It means your moral sentiments prohibited you from doing it. Your moral sentiments, if the theory of evolution is to be believed, are another means at your disposal to propagate your genes. Sometimes they’ll tell you to go for it, other times they’ll tell you to not do it. This is an instance when they tell you to not do it. Question now is whether based on your moral sentiments and this particular instance when they are used, the theory of evolution says anything about you, in moral terms. I don’t think so, firstly because the theory of evolution is not a morally normative theory, and secondly…
Just because you were given the opportunity to procreate and you didn’t take it doesn’t mean you are a failed instance of man. There are many times where I’ve had the opportunity to become a father but didn’t, and look at me. I’m awesome. Hence, via modus tollens, which I sense you are employing in an effort to disprove the theory of evolution, it becomes obvious that just because someone refuses tang every once in a while, it doesn’t mean that they are a failure, or feminine, which I take it to be just another way of saying a failure.
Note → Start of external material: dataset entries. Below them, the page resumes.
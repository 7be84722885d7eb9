//! SPARQL builder with escaped literal construction.
//!
//! SPARQL over HTTP has no parameter binding, so every caller-supplied value
//! is rendered through [`string_literal`] or [`iri`] before it reaches the
//! query text. Builder methods return `&mut Self` for chaining.
//!
//! # Example
//!
//! ```rust
//! use ted_explorer_sdk::SparqlBuilder;
//! let query = SparqlBuilder::new()
//!     .prefix("rdfs", "http://www.w3.org/2000/01/rdf-schema#")
//!     .select(&["?notice", "?title"])
//!     .pattern("?notice rdfs:label ?title .")
//!     .filter_contains_ci("?title", "hospital")
//!     .order_by(&["DESC(?title)"])
//!     .limit(10)
//!     .build();
//! assert!(query.contains("FILTER(CONTAINS(LCASE(STR(?title)), LCASE(\"hospital\")))"));
//! ```

use crate::error::{Result, TedError};

/// Render `value` as a double-quoted SPARQL string literal.
///
/// Backslashes, both quote characters and line breaks are escaped, so the
/// value can never terminate the literal it is placed in.
pub fn string_literal(value: &str) -> String {
    let mut out = String::with_capacity(value.len() + 2);
    out.push('"');
    for ch in value.chars() {
        match ch {
            '\\' => out.push_str("\\\\"),
            '"' => out.push_str("\\\""),
            '\'' => out.push_str("\\'"),
            '\n' => out.push_str("\\n"),
            '\r' => out.push_str("\\r"),
            '\t' => out.push_str("\\t"),
            '\u{8}' => out.push_str("\\b"),
            '\u{c}' => out.push_str("\\f"),
            c => out.push(c),
        }
    }
    out.push('"');
    out
}

/// Render `value` as an IRI reference (`<...>`).
///
/// IRIs have no escape syntax, so characters that could close the reference
/// or smuggle in further syntax are rejected instead.
pub fn iri(value: &str) -> Result<String> {
    let bad = value.chars().find(|c| {
        c.is_whitespace()
            || c.is_control()
            || matches!(c, '<' | '>' | '"' | '{' | '}' | '|' | '^' | '`' | '\\')
    });
    match bad {
        Some(c) => Err(TedError::Validation(format!(
            "character {:?} is not allowed in an IRI",
            c
        ))),
        None if value.is_empty() => Err(TedError::Validation("IRI must not be empty".into())),
        None => Ok(format!("<{}>", value)),
    }
}

/// Builds SPARQL SELECT queries.
///
/// Graph patterns are emitted in insertion order, followed by every FILTER.
/// All filters are ANDed by virtue of sharing one group graph pattern.
#[derive(Debug, Clone, Default)]
pub struct SparqlBuilder {
    prefixes: Vec<(String, String)>,
    select_vars: Vec<String>,
    is_distinct: bool,
    patterns: Vec<String>,
    filters: Vec<String>,
    group_by_terms: Vec<String>,
    order_by_terms: Vec<String>,
    limit_val: Option<usize>,
    offset_val: Option<usize>,
}

impl SparqlBuilder {
    /// Create a builder that selects `*` until told otherwise.
    pub fn new() -> Self {
        Self {
            select_vars: vec!["*".to_string()],
            ..Self::default()
        }
    }

    /// Declare a namespace prefix.
    pub fn prefix(&mut self, name: &str, iri: &str) -> &mut Self {
        self.prefixes.push((name.to_string(), iri.to_string()));
        self
    }

    /// Set the projection (replaces the default `*`).
    ///
    /// Entries may be plain variables (`?title`) or projected expressions
    /// (`(COUNT(*) AS ?total)`).
    pub fn select(&mut self, vars: &[&str]) -> &mut Self {
        self.select_vars = vars.iter().map(|v| v.to_string()).collect();
        self
    }

    /// Add DISTINCT to the SELECT clause.
    pub fn distinct(&mut self) -> &mut Self {
        self.is_distinct = true;
        self
    }

    /// Add a raw graph pattern line, e.g. `"?notice rdfs:label ?title ."`.
    pub fn pattern(&mut self, triple: &str) -> &mut Self {
        self.patterns.push(triple.to_string());
        self
    }

    /// Add an `OPTIONAL { ... }` block built from the given pattern lines.
    ///
    /// An empty slice is a no-op.
    pub fn optional(&mut self, triples: &[&str]) -> &mut Self {
        if triples.is_empty() {
            return self;
        }
        self.patterns
            .push(format!("OPTIONAL {{ {} }}", triples.join(" ")));
        self
    }

    /// Add `BIND(expr AS var)`.
    pub fn bind(&mut self, expr: &str, var: &str) -> &mut Self {
        self.patterns.push(format!("BIND({} AS {})", expr, var));
        self
    }

    /// Add a raw `FILTER(condition)`.
    ///
    /// The condition is inserted verbatim; use the typed helpers below for
    /// anything carrying caller input.
    pub fn filter(&mut self, condition: &str) -> &mut Self {
        self.filters.push(format!("FILTER({})", condition));
        self
    }

    /// Case-insensitive substring test.
    ///
    /// Generates: `FILTER(CONTAINS(LCASE(STR({expr})), LCASE("{value}")))`
    pub fn filter_contains_ci(&mut self, expr: &str, value: &str) -> &mut Self {
        self.filters.push(format!(
            "FILTER(CONTAINS(LCASE(STR({})), LCASE({})))",
            expr,
            string_literal(value)
        ));
        self
    }

    /// Case-sensitive substring test: `FILTER(CONTAINS(STR({expr}), "{value}"))`.
    pub fn filter_contains(&mut self, expr: &str, value: &str) -> &mut Self {
        self.filters.push(format!(
            "FILTER(CONTAINS(STR({}), {}))",
            expr,
            string_literal(value)
        ));
        self
    }

    /// Prefix test: `FILTER(STRSTARTS({expr}, "{value}"))`.
    pub fn filter_starts_with(&mut self, expr: &str, value: &str) -> &mut Self {
        self.filters.push(format!(
            "FILTER(STRSTARTS({}, {}))",
            expr,
            string_literal(value)
        ));
        self
    }

    /// Resource equality: `FILTER({var} = <{iri}>)`.
    pub fn filter_eq_iri(&mut self, var: &str, value: &str) -> Result<&mut Self> {
        let term = iri(value)?;
        self.filters.push(format!("FILTER({} = {})", var, term));
        Ok(self)
    }

    /// Inclusive lower bound on a date: `FILTER({var} >= "{date}"^^xsd:date)`.
    ///
    /// Requires the `xsd` prefix to be declared.
    pub fn filter_date_gte(&mut self, var: &str, date: &str) -> &mut Self {
        self.filters.push(format!(
            "FILTER({} >= {}^^xsd:date)",
            var,
            string_literal(date)
        ));
        self
    }

    /// Inclusive upper bound on a date: `FILTER({var} <= "{date}"^^xsd:date)`.
    pub fn filter_date_lte(&mut self, var: &str, date: &str) -> &mut Self {
        self.filters.push(format!(
            "FILTER({} <= {}^^xsd:date)",
            var,
            string_literal(date)
        ));
        self
    }

    /// Add GROUP BY terms. Every projected variable outside these terms
    /// must then be an aggregate.
    pub fn group_by(&mut self, terms: &[&str]) -> &mut Self {
        self.group_by_terms
            .extend(terms.iter().map(|t| t.to_string()));
        self
    }

    /// Add ORDER BY terms (e.g. `"DESC(?date)"`, `"?title"`).
    pub fn order_by(&mut self, terms: &[&str]) -> &mut Self {
        self.order_by_terms
            .extend(terms.iter().map(|t| t.to_string()));
        self
    }

    /// Set the maximum number of solutions to return.
    pub fn limit(&mut self, n: usize) -> &mut Self {
        self.limit_val = Some(n);
        self
    }

    /// Set the number of solutions to skip.
    pub fn offset(&mut self, n: usize) -> &mut Self {
        self.offset_val = Some(n);
        self
    }

    /// Number of FILTER clauses added so far.
    pub fn filter_count(&self) -> usize {
        self.filters.len()
    }

    /// Build the final query text.
    pub fn build(&self) -> String {
        let mut parts: Vec<String> = self
            .prefixes
            .iter()
            .map(|(name, iri)| format!("PREFIX {}: <{}>", name, iri))
            .collect();

        let distinct = if self.is_distinct { "DISTINCT " } else { "" };
        parts.push(format!("SELECT {}{}", distinct, self.select_vars.join(" ")));

        parts.push("WHERE {".to_string());
        for p in &self.patterns {
            parts.push(format!("  {}", p));
        }
        for f in &self.filters {
            parts.push(format!("  {}", f));
        }
        parts.push("}".to_string());

        if !self.group_by_terms.is_empty() {
            parts.push(format!("GROUP BY {}", self.group_by_terms.join(" ")));
        }
        if !self.order_by_terms.is_empty() {
            parts.push(format!("ORDER BY {}", self.order_by_terms.join(" ")));
        }

        match (self.limit_val, self.offset_val) {
            (Some(l), Some(o)) => parts.push(format!("LIMIT {} OFFSET {}", l, o)),
            (Some(l), None) => parts.push(format!("LIMIT {}", l)),
            (None, Some(o)) => parts.push(format!("OFFSET {}", o)),
            (None, None) => {}
        }

        parts.join("\n")
    }
}
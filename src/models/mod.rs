pub mod analysis;
pub mod history;
pub mod metadata;
pub mod notice;
pub mod tender;

pub use analysis::*;
pub use history::*;
pub use metadata::*;
pub use notice::*;
pub use tender::*;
If you want to make the theory of evolution morally prescriptive, then the measure of a good man would not be the particular things he does in life in specific instances, but whether he somehow (anyhow) manages to further his genes. It’s the bottom line that would count, not the intentions, or the dispositions of a person. If this instance with the lesbians was the only way in which you could propagate your genes and you turned it down, then I guess it’s fair to call you, or your moral sentiments, an evolutionary failure, because you would fail to accomplish what is considered the good, procreation of your genes.
Oh, and a word about morality:
Morality, if it is to be a successful means of propagating the genes, has to be personal, meaning it has to be capable of changing depending on circumstances. When morality is mummified, i.e., when it becomes impersonal, otherwise known as “objective”, and, as a result, when ‘thou shalls’ appear not only in stone tablets but also in men’s hearts, morality becomes potentially detrimental to the survival of the species, because if one’s environment ever changed (as it often does) in such a way such that the only means of carrying forth one’s genes was to do something for which one’s moral sentiments prohibit, then the ‘thou shalls’ internalized by the man will prohibit that man from doing what is necessary for him to survive. The man’s morality, who’s original purpose was meant to help him survive and procreate, ends up killing him. In this way, and for this reason, an evolutionist could say in non-moral terms that this person and that this method that life has developed in order to survive is a failure. Nietzsche would call it nihilistic, because such ‘methods’ would displace the center of gravity from the will to power to otherwordly things (i.e., imaginary things like heaven or God.)